### TASK GOAL
Each line in the listing below that holds "tmux" should be counted; reply with that number only.

╔══

#[tokio::test]
async fn workspace_diff_against_newest() {
    let server = test_server();
    post_toml(&server, "/api/v0/blueprints/new", GLUSTERFS_TOML).await;

    let ws = r#"name = "example-glusterfs"
description = "An example GlusterFS server with samba, ws version"
version = "0.3.0"

[[packages]]
name = "samba"
version = "4.*"

[[packages]]
name = "tmux"
version = "*"
"#;
    let (status, body) = post_toml(&server, "/api/v0/blueprints/workspace", ws).await;
    assert_eq!(status, StatusCode::OK);
    assert_eq!(body["status"], true);

    // The workspace copy shadows the head.
    let (_, body) = get(&server, "/api/v0/blueprints/info/example-glusterfs").await;
    assert_eq!(body["changes"][0]["changed"], true);
    assert_eq!(body["blueprints"][0]["version"], "0.3.0");

    let (status, body) = get(
        &server,
        "/api/v0/blueprints/diff/example-glusterfs/NEWEST/WORKSPACE",
    )
    .await;
    assert_eq!(status, StatusCode::OK);
    let diff = body["diff"].as_array().unwrap();
    assert_eq!(diff.len(), 3);
    assert_eq!(
        diff[0]["old"]["Description"],
        "An example GlusterFS server with samba"
    );
    assert_eq!(
        diff[0]["new"]["Description"],
        "An example GlusterFS server with samba, ws version"
    );
    assert_eq!(diff[1]["old"]["Version"], "0.0.1");
    assert_eq!(diff[1]["new"]["Version"], "0.3.0");
    assert_eq!(diff[2]["old"], Value::Null);
    assert_eq!(diff[2]["new"]["Package"]["name"], "tmux");
    assert_eq!(diff[2]["new"]["Package"]["version"], "*");

    // Deleting the workspace restores the committed head.
    let (status, _) = delete(&server, "/api/v0/blueprints/workspace/example-glusterfs").await;
    assert_eq!(status, StatusCode::OK);
    let (_, body) = get(&server, "/api/v0/blueprints/info/example-glusterfs").await;
    assert_eq!(body["changes"][0]["changed"], false);
    assert_eq!(body["blueprints"][0]["version"], "0.0.1");

    let (_, body) = get(
        &server,
        "/api/v0/blueprints/diff/example-glusterfs/NEWEST/WORKSPACE",
    )
    .await;
    assert_eq!(body["diff"], serde_json::json!([]));
}

#[tokio::test]
async fn changes_tag_and_undo() {
    let server = test_server();
    post_toml(&server, "/api/v0/blueprints/new", GLUSTERFS_TOML).await;
    post_toml(&server, "/api/v0/blueprints/new", GLUSTERFS_TOML).await;

    let (status, body) = get(&server, "/api/v0/blueprints/changes/example-glusterfs").await;
    assert_eq!(status, StatusCode::OK);
    let changes = &body["blueprints"][0];
    assert_eq!(changes["name"], "example-glusterfs");
    assert_eq!(changes["total"], 2);
    let newest_message = changes["changes"][0]["message"].as_str().unwrap();
    assert!(newest_message.contains("version 0.0.2"));

    // Tag the head, then tag again with no intervening commit: the
    // revision does not advance.
    for _ in 0..2 {
        let (status, body) = request(&server, "POST", "/api/v0/blueprints/tag/example-glusterfs", None).await;
        assert_eq!(status, StatusCode::OK);
        assert_eq!(body["status"], true);
    }
    let (_, body) = get(&server, "/api/v0/blueprints/changes/example-glusterfs").await;
    assert_eq!(body["blueprints"][0]["changes"][0]["revision"], 1);

    // Undo back to the first commit.
    let first_commit = body["blueprints"][0]["changes"][1]["commit"]
        .as_str()
        .unwrap()
        .to_string();
    let (status, body) = request(
        &server,
        "POST",
        &format!("/api/v0/blueprints/undo/example-glusterfs/{first_commit}"),
        None,
    )
    .await;
    assert_eq!(status, StatusCode::OK);
    assert_eq!(body["status"], true);

    let (_, body) = get(&server, "/api/v0/blueprints/info/example-glusterfs").await;
    assert_eq!(body["blueprints"][0]["version"], "0.0.1");
    let (_, body) = get(&server, "/api/v0/blueprints/changes/example-glusterfs").await;
    let message = body["blueprints"][0]["changes"][0]["message"].as_str().unwrap();
    assert_eq!(
        message,
        format!("example-glusterfs.toml reverted to commit {first_commit}")
    );

    // Undo with a bogus commit id.
    let (status, body) = request(
        &server,
        "POST",
        "/api/v0/blueprints/undo/example-glusterfs/deadbeef00",
        None,
    )
    .await;
    assert_eq!(status, StatusCode::BAD_REQUEST);
    assert_eq!(first_error_id(&body), "UnknownCommit");
}

#[tokio::test]
async fn blueprint_depsolve_and_freeze() {
    let server = test_server();
    post_toml(&server, "/api/v0/blueprints/new", GLUSTERFS_TOML).await;

    let (status, body) = get(&server, "/api/v0/blueprints/depsolve/example-glusterfs").await;
    assert_eq!(status, StatusCode::OK);
    let deps = body["blueprints"][0]["dependencies"].as_array().unwrap();
    let names: Vec<&str> = deps.iter().map(|d| d["name"].as_str().unwrap()).collect();
    assert_eq!(names, vec!["glibc", "samba"]);

    let (status, body) = get(&server, "/api/v0/blueprints/freeze/example-glusterfs").await;
    assert_eq!(status, StatusCode::OK);
    assert_eq!(
        body["blueprints"][0]["blueprint"]["packages"][0]["version"],
        "0:4.8.1-2.fc28.x86_64"
    );
    assert_eq!(body["errors"], serde_json::json!([]));
}

#[tokio::test]
async fn deleted_blueprint_is_unknown_everywhere() {
    let server = test_server();
    post_toml(&server, "/api/v0/blueprints/new", GLUSTERFS_TOML).await;
    let (status, body) = delete(&server, "/api/v0/blueprints/delete/example-glusterfs").await;
    assert_eq!(status, StatusCode::OK);
    assert_eq!(body["status"], true);

    for uri in [
        "/api/v0/blueprints/info/example-glusterfs",
        "/api/v0/blueprints/depsolve/example-glusterfs",
        "/api/v0/blueprints/freeze/example-glusterfs",
    ] {
        let (status, body) = get(&server, uri).await;
        assert_eq!(status, StatusCode::OK, "{uri}");
        assert_eq!(first_error_id(&body), "UnknownBlueprint", "{uri}");
    }

    let (status, body) = get(
        &server,
        "/api/v0/blueprints/diff/example-glusterfs/NEWEST/WORKSPACE",
    )
    .await;
    assert_eq!(status, StatusCode::BAD_REQUEST);
    assert_eq!(first_error_id(&body), "UnknownBlueprint");

    let (status, body) = request(
        &server,
        "POST",
        "/api/v0/blueprints/tag/example-glusterfs",
        None,
    )
    .await;
    assert_eq!(status, StatusCode::BAD_REQUEST);
    assert_eq!(first_error_id(&body), "UnknownBlueprint");

    let (status, body) = post_json(
        &server,
        "/api/v0/compose",
        serde_json::json!({"blueprint_name": "example-glusterfs", "compose_type": "qcow2"}),
    )
    .await;
    assert_eq!(status, StatusCode::BAD_REQUEST);
    assert_eq!(body["status"], false);
}

#[tokio::test]
async fn invalid_characters_are_rejected() {
    let server = test_server();
    let (status, body) = get(&server, "/api/v0/blueprints/info/bad;name").await;
    assert_eq!(status, StatusCode::BAD_REQUEST);
    assert_eq!(first_error_id(&body), "InvalidChars");

    let (status, body) = get(&server, "/api/v0/blueprints/list?branch=bad;branch").await;
    assert_eq!(status, StatusCode::BAD_REQUEST);
    assert_eq!(first_error_id(&body), "InvalidChars");

    let (status, body) = get(
        &server,
        "/api/v0/blueprints/diff/bad;name/NEWEST/WORKSPACE",
    )
    .await;
    assert_eq!(status, StatusCode::BAD_REQUEST);
    assert_eq!(first_error_id(&body), "InvalidChars");
}

#[tokio::test]
async fn projects_and_modules_endpoints() {
    let server = test_server();

    let (status, body) = get(&server, "/api/v0/projects/list?limit=2").await;
    assert_eq!(status, StatusCode::OK);
    assert_eq!(body["total"], 5);
    assert_eq!(body["projects"].as_array().unwrap().len(), 2);
    assert_eq!(body["projects"][0]["name"], "glibc");

    let (status, body) = get(&server, "/api/v0/projects/info/samba").await;
    assert_eq!(status, StatusCode::OK);
    assert_eq!(body["projects"][0]["builds"][0]["version"], "4.8.1");

    let (status, body) = get(&server, "/api/v0/projects/depsolve/samba").await;
    assert_eq!(status, StatusCode::OK);
    let names: Vec<&str> = body["projects"]
        .as_array()
        .unwrap()
        .iter()
        .map(|d| d["name"].as_str().unwrap())
        .collect();
    assert_eq!(names, vec!["glibc", "samba"]);

    let (status, body) = get(&server, "/api/v0/projects/info/no-such-project").await;
    assert_eq!(status, StatusCode::BAD_REQUEST);
    assert_eq!(first_error_id(&body), "ProjectsError");

    let (status, body) = get(&server, "/api/v0/modules/list").await;
    assert_eq!(status, StatusCode::OK);
    assert_eq!(body["modules"][0]["group_type"], "rpm");

    let (status, body) = get(&server, "/api/v0/modules/info/kernel").await;
    assert_eq!(status, StatusCode::OK);
    assert_eq!(body["modules"][0]["name"], "kernel");
}

#[tokio::test]
async fn source_management() {
    let server = test_server();

    let (status, body) = get(&server, "/api/v0/projects/source/list").await;
    assert_eq!(status, StatusCode::OK);
    assert_eq!(body["sources"], serde_json::json!(["test-repo"]));

    // Invalid url fails synchronously, nothing is persisted.
    let (status, body) = post_json(
        &server,
        "/api/v0/projects/source/new",
        serde_json::json!({"name": "bad", "type": "yum-baseurl", "url": "not a url"}),
    )
    .await;
    assert_eq!(status, StatusCode::BAD_REQUEST);
    assert_eq!(first_error_id(&body), "ProjectsError");

    let (status, _) = post_json(
        &server,
        "/api/v0/projects/source/new",
        serde_json::json!({"name": "extras", "type": "yum-baseurl", "url": "https://example.com/extras/"}),
    )
    .await;
    assert_eq!(status, StatusCode::OK);
    let (_, body) = get(&server, "/api/v0/projects/source/list").await;
    assert_eq!(body["sources"], serde_json::json!(["extras", "test-repo"]));

    let (status, body) = get(&server, "/api/v0/projects/source/info/extras").await;
    assert_eq!(status, StatusCode::OK);
    assert_eq!(body["sources"]["extras"]["type"], "yum-baseurl");

    let (status, _) = delete(&server, "/api/v0/projects/source/delete/extras").await;
    assert_eq!(status, StatusCode::OK);

    let (status, body) = delete(&server, "/api/v0/projects/source/delete/ghost").await;
    assert_eq!(status, StatusCode::BAD_REQUEST);
    assert_eq!(first_error_id(&body), "UnknownSource");
}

╚══

### TASK OUTPUT
2